**About this task**
Below are records; count the lines that contain "enum" and state only that count.

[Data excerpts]
======

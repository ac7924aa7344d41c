//! Common types used in the protocol.

use std::fmt;

use serde::{Deserialize, Serialize};

use crate::constants::*;
use crate::error::PacketError;

/// Message type tag carried at offset 2 of every frame.
#[derive(Debug, Clone, Copy, PartialEq, Eq, Hash, Serialize, Deserialize)]
pub enum MessageType {
    /// Telemetry pushed by the meter.
    Report,
    /// Control command sent by the host.
    Command,
}

impl MessageType {
    /// Get the wire tag for this message type.
    pub fn code(self) -> u8 {
        match self {
            MessageType::Report => MSG_TYPE_REPORT,
            MessageType::Command => MSG_TYPE_COMMAND,
        }
    }

    /// Look up a message type by its wire tag.
    pub fn from_code(code: u8) -> Option<Self> {
        match code {
            MSG_TYPE_REPORT => Some(MessageType::Report),
            MSG_TYPE_COMMAND => Some(MessageType::Command),
            _ => None,
        }
    }
}

/// The meter family, selected by the byte at offset 3.
#[derive(Debug, Clone, Copy, PartialEq, Eq, Hash, Serialize, Deserialize)]
#[serde(rename_all = "lowercase")]
pub enum DeviceType {
    /// AC meter.
    Ac,
    /// DC meter.
    Dc,
    /// USB meter.
    Usb,
}

impl DeviceType {
    /// Get the wire discriminant.
    pub fn code(self) -> u8 {
        match self {
            DeviceType::Ac => DEVICE_TYPE_AC,
            DeviceType::Dc => DEVICE_TYPE_DC,
            DeviceType::Usb => DEVICE_TYPE_USB,
        }
    }

    /// Human-readable family name.
    pub fn name(self) -> &'static str {
        match self {
            DeviceType::Ac => "AC Meter",
            DeviceType::Dc => "DC Meter",
            DeviceType::Usb => "USB Meter",
        }
    }
}

impl TryFrom<u8> for DeviceType {
    type Error = PacketError;

    fn try_from(code: u8) -> Result<Self, Self::Error> {
        match code {
            DEVICE_TYPE_AC => Ok(DeviceType::Ac),
            DEVICE_TYPE_DC => Ok(DeviceType::Dc),
            DEVICE_TYPE_USB => Ok(DeviceType::Usb),
            other => Err(PacketError::UnknownDeviceType(other)),
        }
    }
}

impl From<DeviceType> for u8 {
    fn from(device: DeviceType) -> Self {
        device.code()
    }
}

impl fmt::Display for DeviceType {
    fn fmt(&self, f: &mut fmt::Formatter<'_>) -> fmt::Result {
        f.write_str(self.name())
    }
}

/// Display backlight timeout.
///
/// The raw byte is seconds, except for the two sentinels 0 (display stays
/// off) and 60 (display stays on).
#[derive(Debug, Clone, Copy, PartialEq, Eq, Hash, Serialize, Deserialize)]
#[serde(into = "u8", from = "u8")]
pub enum Backlight {
    /// Display never lights up.
    AlwaysOff,
    /// Display never turns off.
    AlwaysOn,
    /// Display turns off after the given number of seconds.
    Seconds(u8),
}

impl Backlight {
    /// The raw byte as sent by the meter.
    pub fn raw(self) -> u8 {
        match self {
            Backlight::AlwaysOff => BACKLIGHT_ALWAYS_OFF,
            Backlight::AlwaysOn => BACKLIGHT_ALWAYS_ON,
            Backlight::Seconds(secs) => secs,
        }
    }
}

impl From<u8> for Backlight {
    fn from(raw: u8) -> Self {
        match raw {
            BACKLIGHT_ALWAYS_OFF => Backlight::AlwaysOff,
            BACKLIGHT_ALWAYS_ON => Backlight::AlwaysOn,
            secs => Backlight::Seconds(secs),
        }
    }
}

impl From<Backlight> for u8 {
    fn from(backlight: Backlight) -> Self {
        backlight.raw()
    }
}

impl fmt::Display for Backlight {
    fn fmt(&self, f: &mut fmt::Formatter<'_>) -> fmt::Result {
        match self {
            Backlight::AlwaysOff => write!(f, "Always Off"),
            Backlight::AlwaysOn => write!(f, "Always On"),
            Backlight::Seconds(secs) => write!(f, "{} sec", secs),
        }
    }
}

/// Convert a Celsius reading to Fahrenheit.
pub fn celsius_to_fahrenheit(celsius: u16) -> f64 {
    f64::from(celsius) * 9.0 / 5.0 + 32.0
}
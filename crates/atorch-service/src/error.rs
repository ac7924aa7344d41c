//! Error types for the meter service.

use atorch_packet::PacketError;
use thiserror::Error;

/// Errors that can occur while talking to a meter.
#[derive(Debug, Error)]
pub enum ServiceError {
    /// I/O error on the transport.
    #[error("I/O error: {0}")]
    Io(#[from] std::io::Error),

    /// Frame could not be decoded or encoded.
    #[error("packet error: {0}")]
    Packet(#[from] PacketError),

    /// Configuration file could not be parsed.
    #[error("config parse error: {0}")]
    Config(#[from] serde_yaml::Error),

    /// Configuration values are out of range.
    #[error("invalid config: {0}")]
    InvalidConfig(String),
}

/// Result type alias for service operations.
pub type ServiceResult<T> = Result<T, ServiceError>;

======

**The completed task**
4